» **PROBLEM STATEMENT**
Find the line with "impl From<u32> for" in the entries below, then reproduce it and every line after it down to and including the line with "adjusted SQL has", exactly.

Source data
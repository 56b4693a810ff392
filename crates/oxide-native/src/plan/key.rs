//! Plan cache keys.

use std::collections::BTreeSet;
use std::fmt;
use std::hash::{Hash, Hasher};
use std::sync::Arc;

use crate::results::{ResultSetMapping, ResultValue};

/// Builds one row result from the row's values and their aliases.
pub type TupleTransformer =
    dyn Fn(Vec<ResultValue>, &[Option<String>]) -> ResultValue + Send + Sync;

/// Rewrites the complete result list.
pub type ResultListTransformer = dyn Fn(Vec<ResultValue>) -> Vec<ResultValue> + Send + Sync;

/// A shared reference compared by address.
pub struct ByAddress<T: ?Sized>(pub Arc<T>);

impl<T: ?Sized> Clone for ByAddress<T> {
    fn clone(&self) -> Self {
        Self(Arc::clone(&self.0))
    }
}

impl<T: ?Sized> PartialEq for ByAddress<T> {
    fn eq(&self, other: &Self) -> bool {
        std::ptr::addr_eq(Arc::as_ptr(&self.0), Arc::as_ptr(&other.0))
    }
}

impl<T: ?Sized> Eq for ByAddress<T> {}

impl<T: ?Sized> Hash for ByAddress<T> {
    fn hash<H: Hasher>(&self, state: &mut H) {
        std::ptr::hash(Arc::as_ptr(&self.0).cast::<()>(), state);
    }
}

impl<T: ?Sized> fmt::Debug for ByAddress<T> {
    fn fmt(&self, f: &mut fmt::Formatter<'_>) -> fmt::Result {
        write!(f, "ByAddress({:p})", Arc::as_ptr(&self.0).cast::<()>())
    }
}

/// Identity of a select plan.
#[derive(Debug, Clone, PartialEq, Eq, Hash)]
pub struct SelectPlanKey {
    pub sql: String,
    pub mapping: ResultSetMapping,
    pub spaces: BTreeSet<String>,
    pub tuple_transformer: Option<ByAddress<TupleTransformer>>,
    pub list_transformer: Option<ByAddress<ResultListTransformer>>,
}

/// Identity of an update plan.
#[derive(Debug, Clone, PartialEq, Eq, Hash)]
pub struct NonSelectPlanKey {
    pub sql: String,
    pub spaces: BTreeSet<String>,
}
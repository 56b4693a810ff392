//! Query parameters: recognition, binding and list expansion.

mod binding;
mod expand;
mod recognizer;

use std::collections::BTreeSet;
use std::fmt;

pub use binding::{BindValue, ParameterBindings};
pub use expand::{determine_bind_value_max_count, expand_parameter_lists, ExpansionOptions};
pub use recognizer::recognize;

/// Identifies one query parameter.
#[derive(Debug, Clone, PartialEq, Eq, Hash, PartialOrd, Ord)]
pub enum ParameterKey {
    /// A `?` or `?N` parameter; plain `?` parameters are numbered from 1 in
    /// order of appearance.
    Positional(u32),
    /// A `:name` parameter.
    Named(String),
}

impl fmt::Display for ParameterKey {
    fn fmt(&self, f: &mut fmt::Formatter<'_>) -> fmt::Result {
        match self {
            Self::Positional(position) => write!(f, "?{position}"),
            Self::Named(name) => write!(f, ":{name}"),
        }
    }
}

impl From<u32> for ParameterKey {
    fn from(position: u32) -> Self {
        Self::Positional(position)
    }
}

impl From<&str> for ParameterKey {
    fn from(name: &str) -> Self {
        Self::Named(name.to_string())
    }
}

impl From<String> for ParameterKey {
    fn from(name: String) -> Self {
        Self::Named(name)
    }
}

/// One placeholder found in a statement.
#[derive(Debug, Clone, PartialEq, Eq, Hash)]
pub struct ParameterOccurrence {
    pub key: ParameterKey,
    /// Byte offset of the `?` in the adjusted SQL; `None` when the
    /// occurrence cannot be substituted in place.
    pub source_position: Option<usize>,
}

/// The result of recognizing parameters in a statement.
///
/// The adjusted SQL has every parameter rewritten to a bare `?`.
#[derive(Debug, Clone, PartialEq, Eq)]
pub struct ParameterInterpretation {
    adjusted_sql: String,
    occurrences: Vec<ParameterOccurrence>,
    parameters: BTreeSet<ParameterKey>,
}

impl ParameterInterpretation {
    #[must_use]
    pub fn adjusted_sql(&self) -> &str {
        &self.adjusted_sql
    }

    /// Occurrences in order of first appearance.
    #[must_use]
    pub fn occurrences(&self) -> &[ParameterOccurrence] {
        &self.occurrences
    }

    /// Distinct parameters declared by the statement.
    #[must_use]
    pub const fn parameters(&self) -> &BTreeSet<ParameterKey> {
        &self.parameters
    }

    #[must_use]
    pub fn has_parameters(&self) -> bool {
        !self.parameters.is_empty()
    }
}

» **EXPECTED ANSWER**
impl From<u32> for ParameterKey {
    fn from(position: u32) -> Self {
        Self::Positional(position)
    }
}

impl From<&str> for ParameterKey {
    fn from(name: &str) -> Self {
        Self::Named(name.to_string())
    }
}

impl From<String> for ParameterKey {
    fn from(name: String) -> Self {
        Self::Named(name)
    }
}

/// One placeholder found in a statement.
#[derive(Debug, Clone, PartialEq, Eq, Hash)]
pub struct ParameterOccurrence {
    pub key: ParameterKey,
    /// Byte offset of the `?` in the adjusted SQL; `None` when the
    /// occurrence cannot be substituted in place.
    pub source_position: Option<usize>,
}

/// The result of recognizing parameters in a statement.
///
/// The adjusted SQL has every parameter rewritten to a bare `?`.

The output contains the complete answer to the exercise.